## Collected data
+===+
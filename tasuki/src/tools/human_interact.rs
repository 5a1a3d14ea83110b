//! Human-in-the-loop interaction tool.

use async_trait::async_trait;
use serde::Deserialize;
use serde_json::Value;

use crate::context::AgentContext;
use crate::error::ToolError;
use crate::message::ToolUse;
use crate::tool::{Tool, ToolResult};

/// Suspends the agent to ask the human for confirmation, input or a
/// selection through the caller's callback hooks.
#[derive(Debug, Clone, Copy, Default)]
pub struct HumanInteractTool;

#[derive(Debug, Deserialize)]
struct HumanInteractArgs {
    interact_type: InteractType,
    prompt: String,
    #[serde(default)]
    options: Vec<String>,
    #[serde(default)]
    multiple: bool,
}

#[derive(Debug, Deserialize)]
#[serde(rename_all = "lowercase")]
enum InteractType {
    Confirm,
    Input,
    Select,
}

#[async_trait]
impl Tool for HumanInteractTool {
    fn name(&self) -> &str {
        "human_interact"
    }

    fn description(&self) -> String {
        "Ask the human operator for confirmation, free-form input, or a \
         selection among options. Use before destructive or ambiguous steps."
            .to_owned()
    }

    fn parameters(&self) -> Value {
        serde_json::json!({
            "type": "object",
            "properties": {
                "interact_type": {
                    "type": "string",
                    "enum": ["confirm", "input", "select"],
                    "description": "The kind of interaction"
                },
                "prompt": {
                    "type": "string",
                    "description": "What to ask the human"
                },
                "options": {
                    "type": "array",
                    "items": {"type": "string"},
                    "description": "Choices for 'select'"
                },
                "multiple": {
                    "type": "boolean",
                    "description": "Allow multiple selections"
                }
            },
            "required": ["interact_type", "prompt"]
        })
    }

    async fn execute(
        &self,
        args: Value,
        ctx: &AgentContext,
        _call: &ToolUse,
    ) -> Result<ToolResult, ToolError> {
        let args: HumanInteractArgs = serde_json::from_value(args)?;
        let callback = ctx.task().config().callback.clone();
        match args.interact_type {
            InteractType::Confirm => {
                let approved = callback
                    .on_human_confirm(ctx, &args.prompt)
                    .await
                    .map_err(|e| ToolError::Execution(e.to_string()))?;
                if approved {
                    Ok(ToolResult::text("The user confirmed the operation"))
                } else {
                    Ok(ToolResult::text(
                        "The user declined the operation; adjust the plan accordingly",
                    ))
                }
            }
            InteractType::Input => {
                let input = callback
                    .on_human_input(ctx, &args.prompt)
                    .await
                    .map_err(|e| ToolError::Execution(e.to_string()))?;
                if input.is_empty() {
                    Ok(ToolResult::text("The user provided no input"))
                } else {
                    Ok(ToolResult::text(format!("The user answered: {input}")))
                }
            }
            InteractType::Select => {
                if args.options.is_empty() {
                    return Err(ToolError::InvalidArguments(
                        "'select' requires non-empty options".into(),
                    ));
                }
                let selected = callback
                    .on_human_select(ctx, &args.prompt, &args.options, args.multiple)
                    .await
                    .map_err(|e| ToolError::Execution(e.to_string()))?;
                if selected.is_empty() {
                    Ok(ToolResult::text("The user selected nothing"))
                } else {
                    Ok(ToolResult::text(format!(
                        "The user selected: {}",
                        selected.join(", ")
                    )))
                }
            }
        }
    }
}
+===+
## Task details
Copy every line above that holds the word "InteractType".

## Solution to the problem
    interact_type: InteractType,
enum InteractType {
            InteractType::Confirm => {
            InteractType::Input => {
            InteractType::Select => {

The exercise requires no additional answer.